Overcoming anchor institution minority and local purchasing barriers

By February 7, 2017News, Street Smarts

In late 2016, the Baltimore Integration Partnership (BIP) engaged a team of consultants led by Next Street to help BIP’s anchor institution members  to consider economic inclusion policies and practices around procurement. Together, these policies will serve as a model approach for adoption by other industries.

Working with close partner U3 Advisors and local expert Michele Whelley, the consultant team assessed how procurement is conducted at five of BIP’s member anchors, developing detailed assessments of current practices and providing guidance about actionable ways each can lever their business-as-usual buying for greater local and minority impact.

In a December 2016 report-out to BIP’s procurement board, other key leaders from the City, and peer anchors, our team detailed shared challenges and opportunities identified through the work with the five anchors. It is BIP’s long term vision that other anchors and peers across the country will use these findings to improve their own practices.
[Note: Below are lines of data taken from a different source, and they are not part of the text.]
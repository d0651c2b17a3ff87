use serde::{Deserialize, Serialize};
use std::fmt;

/// Symbol types we extract from code
#[derive(Debug, Clone, Copy, PartialEq, Eq, Hash, Serialize, Deserialize)]
#[serde(rename_all = "lowercase")]
pub enum SymbolKind {
    Function,
    Method,
    Class,
    Struct,
    Enum,
    Interface,
    Trait,
    Impl,
    Type,
    Module,
}

impl fmt::Display for SymbolKind {
    fn fmt(&self, f: &mut fmt::Formatter<'_>) -> fmt::Result {
        let label = match self {
            Self::Function => "function",
            Self::Method => "method",
            Self::Class => "class",
            Self::Struct => "struct",
            Self::Enum => "enum",
            Self::Interface => "interface",
            Self::Trait => "trait",
            Self::Impl => "impl",
            Self::Type => "type",
            Self::Module => "module",
        };
        f.write_str(label)
    }
}

/// A top-level declaration found in a source file
#[derive(Debug, Clone, PartialEq, Eq, Serialize, Deserialize)]
#[serde(rename_all = "camelCase")]
pub struct Symbol {
    pub name: String,
    pub kind: SymbolKind,
    /// 1-based line of the declaration's name
    pub line: usize,
    /// 0-based column of the declaration's name
    pub column: usize,
    /// 1-based last line of the whole declaration
    pub end_line: usize,
    #[serde(default, skip_serializing_if = "Option::is_none")]
    pub signature: Option<String>,
}

/// Symbols for one scanned file
#[derive(Debug, Clone, PartialEq, Eq, Serialize, Deserialize)]
#[serde(rename_all = "camelCase")]
pub struct FileReport {
    /// Path relative to the scan root, `/`-separated
    pub path: String,
    pub language: String,
    pub size_bytes: u64,
    pub symbols: Vec<Symbol>,
}

/// Result of a whole-project scan
#[derive(Debug, Clone, PartialEq, Serialize, Deserialize)]
#[serde(rename_all = "camelCase")]
pub struct ScanReport {
    pub root_dir: String,
    pub files_scanned: usize,
    pub duration_ms: f64,
    pub files: Vec<FileReport>,
}

impl ScanReport {
    /// An empty report for `root_dir`
    pub fn empty(root_dir: impl Into<String>, duration_ms: f64) -> Self {
        Self {
            root_dir: root_dir.into(),
            files_scanned: 0,
            duration_ms,
            files: Vec::new(),
        }
    }

    /// Total number of symbols across all files
    pub fn total_symbols(&self) -> usize {
        self.files.iter().map(|f| f.symbols.len()).sum()
    }

    /// Look up a file report by its relative path
    pub fn file(&self, path: &str) -> Option<&FileReport> {
        self.files.iter().find(|f| f.path == path)
    }
}
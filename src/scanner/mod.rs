// Gateway module for scanner - follows the Train Station Pattern
// All external access must go through this gateway

// Private submodules - not directly accessible from outside
mod config;
mod extract;
mod language;
mod orchestrator;
mod types;
mod walker;

// Public re-exports - the ONLY way to access scanner functionality
pub use config::ScanConfig;
pub use extract::{extract, Extractor};
pub use language::Language;
pub use orchestrator::{ast_of_file, scan_project, Scanner};
pub use types::{FileReport, ScanReport, Symbol, SymbolKind};
pub use walker::{relative_path, SourceFile, Walker};
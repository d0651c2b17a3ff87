use ignore::overrides::{Override, OverrideBuilder};
use ignore::{DirEntry, WalkBuilder};
use std::fs;
use std::path::{Path, PathBuf};
use tracing::{debug, warn};

use super::config::ScanConfig;
use super::language::Language;

/// A supported source file read from disk
#[derive(Debug, Clone)]
pub struct SourceFile {
    pub path: PathBuf,
    /// Path relative to the walk root, `/`-separated
    pub relative: String,
    pub language: Language,
    pub content: Vec<u8>,
}

/// Enumerates supported source files under a root directory
pub struct Walker {
    config: ScanConfig,
}

impl Walker {
    pub fn new(config: ScanConfig) -> Self {
        Self { config }
    }

    /// Lazily yield every readable, supported file under `root`
    ///
    /// A root that is missing or not a directory yields nothing.
    pub fn walk<'a>(&'a self, root: &'a Path) -> impl Iterator<Item = SourceFile> + 'a {
        self.candidate_paths(root)
            .filter_map(move |path| self.read(root, &path))
    }

    /// Paths of supported files under `root`, in walk order
    pub fn candidates(&self, root: &Path) -> Vec<PathBuf> {
        self.candidate_paths(root).collect()
    }

    /// Read one candidate, or `None` if it is unsupported or unreadable
    pub fn read(&self, root: &Path, path: &Path) -> Option<SourceFile> {
        let language = Language::from_path(path);
        if !language.is_supported() {
            return None;
        }

        match fs::read(path) {
            Ok(content) => Some(SourceFile {
                path: path.to_path_buf(),
                relative: relative_path(root, path),
                language,
                content,
            }),
            Err(e) => {
                debug!("Skipping unreadable file {}: {}", path.display(), e);
                None
            }
        }
    }

    fn candidate_paths<'a>(&'a self, root: &'a Path) -> impl Iterator<Item = PathBuf> + 'a {
        let walk = if root.is_dir() {
            Some(self.builder(root).build())
        } else {
            debug!("Scan root {} is not a directory", root.display());
            None
        };

        walk.into_iter()
            .flatten()
            .filter_map(|result| match result {
                Ok(entry) => Some(entry),
                Err(e) => {
                    debug!("Skipping entry: {}", e);
                    None
                }
            })
            .filter(|entry| entry.file_type().is_some_and(|ft| ft.is_file()))
            .map(DirEntry::into_path)
            .filter(|path| Language::from_path(path).is_supported())
    }

    fn builder(&self, root: &Path) -> WalkBuilder {
        let mut builder = WalkBuilder::new(root);
        builder
            .standard_filters(true)
            .hidden(!self.config.include_hidden)
            .parents(false)
            .ignore(self.config.respect_gitignore)
            .git_ignore(self.config.respect_gitignore)
            .git_global(self.config.respect_gitignore)
            .git_exclude(self.config.respect_gitignore)
            .require_git(false)
            .follow_links(self.config.follow_links)
            .max_depth(self.config.max_depth)
            .max_filesize(Some(self.config.max_file_size))
            .sort_by_file_name(|a, b| a.cmp(b));

        if let Some(overrides) = self.excludes(root) {
            builder.overrides(overrides);
        }

        let skip_dirs = self.config.skip_dirs.clone();
        builder.filter_entry(move |entry| {
            if entry.depth() == 0 || !entry.file_type().is_some_and(|ft| ft.is_dir()) {
                return true;
            }
            let name = entry.file_name().to_string_lossy();
            !skip_dirs.iter().any(|skip| skip.as_str() == name.as_ref())
        });

        builder
    }

    /// Negated override globs for the configured exclude patterns
    fn excludes(&self, root: &Path) -> Option<Override> {
        if self.config.exclude_patterns.is_empty() {
            return None;
        }

        let mut overrides = OverrideBuilder::new(root);
        for pattern in &self.config.exclude_patterns {
            if let Err(e) = overrides.add(&format!("!{}", pattern)) {
                warn!("Ignoring invalid exclude pattern {:?}: {}", pattern, e);
            }
        }

        match overrides.build() {
            Ok(built) => Some(built),
            Err(e) => {
                warn!("Failed to build exclude patterns: {}", e);
                None
            }
        }
    }
}

/// Render `path` relative to `root` with `/` separators
pub fn relative_path(root: &Path, path: &Path) -> String {
    let relative = path.strip_prefix(root).unwrap_or(path);
    relative
        .components()
        .map(|c| c.as_os_str().to_string_lossy())
        .collect::<Vec<_>>()
        .join("/")
}

#[cfg(test)]
mod tests {
    use super::*;
    use pretty_assertions::assert_eq;
    use tempfile::TempDir;

    fn write(root: &Path, relative: &str, content: &str) {
        let path = root.join(relative);
        fs::create_dir_all(path.parent().unwrap()).unwrap();
        fs::write(path, content).unwrap();
    }

    fn relative_candidates(config: &ScanConfig, root: &Path) -> Vec<String> {
        Walker::new(config.clone())
            .candidates(root)
            .iter()
            .map(|p| relative_path(root, p))
            .collect()
    }

    #[test]
    fn test_walk_filters_unsupported_and_recurses() {
        let temp_dir = TempDir::new().unwrap();
        let root = temp_dir.path();
        write(root, "README.md", "# readme");
        write(root, "src/lib.rs", "fn a() {}");
        write(root, "src/nested/deep/util.py", "def b(): pass");
        write(root, "web/app.ts", "class C {}");
        write(root, "image.png", "not really");

        let walker = Walker::new(ScanConfig::default());
        let files: Vec<SourceFile> = walker.walk(root).collect();

        let mut relative: Vec<&str> = files.iter().map(|f| f.relative.as_str()).collect();
        relative.sort();
        assert_eq!(relative, vec!["src/lib.rs", "src/nested/deep/util.py", "web/app.ts"]);

        let lib = files.iter().find(|f| f.relative == "src/lib.rs").unwrap();
        assert_eq!(lib.language, Language::Rust);
        assert_eq!(lib.content, b"fn a() {}");
    }

    #[test]
    fn test_missing_root_yields_nothing() {
        let walker = Walker::new(ScanConfig::default());
        assert_eq!(walker.walk(Path::new("./imaginary/folder")).count(), 0);
    }

    #[test]
    fn test_file_root_yields_nothing() {
        let temp_dir = TempDir::new().unwrap();
        write(temp_dir.path(), "main.rs", "fn main() {}");

        let walker = Walker::new(ScanConfig::default());
        assert_eq!(walker.walk(&temp_dir.path().join("main.rs")).count(), 0);
    }

    #[test]
    fn test_skip_dirs_and_gitignore() {
        let temp_dir = TempDir::new().unwrap();
        let root = temp_dir.path();
        write(root, "node_modules/pkg/index.js", "function dep() {}");
        write(root, "target/debug/build.rs", "fn gen() {}");
        write(root, "generated/out.ts", "class Gen {}");
        write(root, ".gitignore", "generated/\n");
        write(root, "src/main.rs", "fn main() {}");

        let config = ScanConfig::default();
        assert_eq!(relative_candidates(&config, root), vec!["src/main.rs"]);

        let config = ScanConfig {
            respect_gitignore: false,
            skip_dirs: vec![],
            ..ScanConfig::default()
        };
        assert_eq!(relative_candidates(&config, root).len(), 4);
    }

    #[test]
    fn test_exclude_patterns_and_limits() {
        let temp_dir = TempDir::new().unwrap();
        let root = temp_dir.path();
        write(root, "keep.py", "def keep(): pass");
        write(root, "test_skip.py", "def skip(): pass");
        write(root, "a/b/c/deep.rs", "fn deep() {}");
        write(root, "big.js", &"x".repeat(64));

        let config = ScanConfig {
            exclude_patterns: vec!["test_*.py".to_string()],
            max_depth: Some(2),
            max_file_size: 32,
            ..ScanConfig::default()
        };
        assert_eq!(relative_candidates(&config, root), vec!["keep.py"]);
    }

    #[test]
    fn test_hidden_files_included_by_default() {
        let temp_dir = TempDir::new().unwrap();
        let root = temp_dir.path();
        write(root, ".dot.py", "def dot(): pass");
        write(root, ".hidden/x.ts", "class X {}");
        write(root, ".git/hooks/pre.py", "def hook(): pass");
        write(root, "main.rs", "fn main() {}");

        let config = ScanConfig::default();
        assert!(config.include_hidden);
        assert_eq!(
            relative_candidates(&config, root),
            vec![".dot.py", ".hidden/x.ts", "main.rs"]
        );

        let config = ScanConfig {
            include_hidden: false,
            ..ScanConfig::default()
        };
        assert_eq!(relative_candidates(&config, root), vec!["main.rs"]);
    }

    #[test]
    fn test_walk_order_is_sorted() {
        let temp_dir = TempDir::new().unwrap();
        let root = temp_dir.path();
        write(root, "b.rs", "");
        write(root, "a.rs", "");
        write(root, "c.rs", "");

        let config = ScanConfig::default();
        assert_eq!(relative_candidates(&config, root), vec!["a.rs", "b.rs", "c.rs"]);
    }

    #[test]
    fn test_relative_path() {
        assert_eq!(
            relative_path(Path::new("/repo"), Path::new("/repo/src/lib.rs")),
            "src/lib.rs"
        );
        assert_eq!(
            relative_path(Path::new("/elsewhere"), Path::new("src/lib.rs")),
            "src/lib.rs"
        );
    }
}
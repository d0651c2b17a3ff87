/// CLI argument parsing and command handling - Gateway
mod args;
mod commands;

pub use args::{Cli, Commands, OutputFormat};
pub use commands::{handle_command, render_languages, render_report, render_symbols};
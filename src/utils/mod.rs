// Gateway module for utils - follows the Train Station Pattern
// All external access must go through this gateway

// Private submodules - not directly accessible from outside
mod errors;
mod logger;

// Public re-exports - the ONLY way to access utils functionality
pub use errors::ScanError;
pub use logger::{default_level, init_logger};
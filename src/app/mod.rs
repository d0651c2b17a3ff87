// Gateway module for app - follows the Train Station Pattern
// All external access must go through this gateway

// Private submodules - not directly accessible from outside
mod config;

// Public re-exports - the ONLY way to access app functionality
pub use config::{get_config_dir, init_config, load_config, save_config, Config, OutputConfig};
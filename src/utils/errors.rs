use std::path::PathBuf;
use thiserror::Error;

/// Main error type for symscan
#[derive(Error, Debug)]
pub enum ScanError {
    #[error("File not found: {}", .0.display())]
    NotFound(PathBuf),

    #[error("Failed to read {}: {source}", path.display())]
    Unreadable {
        path: PathBuf,
        #[source]
        source: std::io::Error,
    },
}

impl ScanError {
    /// Map an I/O failure on `path` to the matching variant
    pub fn from_io(path: impl Into<PathBuf>, err: std::io::Error) -> Self {
        let path = path.into();
        match err.kind() {
            std::io::ErrorKind::NotFound => Self::NotFound(path),
            _ => Self::Unreadable { path, source: err },
        }
    }
}

#[cfg(test)]
mod tests {
    use super::*;
    use std::io;

    #[test]
    fn test_from_io_not_found() {
        let err = ScanError::from_io("missing.rs", io::Error::from(io::ErrorKind::NotFound));
        assert!(matches!(err, ScanError::NotFound(ref p) if p == &PathBuf::from("missing.rs")));
        assert_eq!(err.to_string(), "File not found: missing.rs");
    }

    #[test]
    fn test_from_io_other_is_unreadable() {
        let err = ScanError::from_io(
            "locked.py",
            io::Error::from(io::ErrorKind::PermissionDenied),
        );
        assert!(matches!(err, ScanError::Unreadable { .. }));
        assert!(err.to_string().starts_with("Failed to read locked.py"));
    }
}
A big driver of anchor economic development comes from the cooperation facilitated by anchor collaboratives, like BIP in Baltimore, which brings together leading anchor institutions to coordinate and share their individual economic development efforts. These collaboratives are uniquely positioned to create leverage for their members, by distributing the cost of building and maintaining ‘shared resources’ that can support members to drive value through their individual buying, hiring, investing, and more.

In the December report-out, our consultant team discussed the importance of these ‘shared resources’ and encouraged the BIP to continue to strengthen those that they build, in order to drive dividend impact from their anchors’ efforts.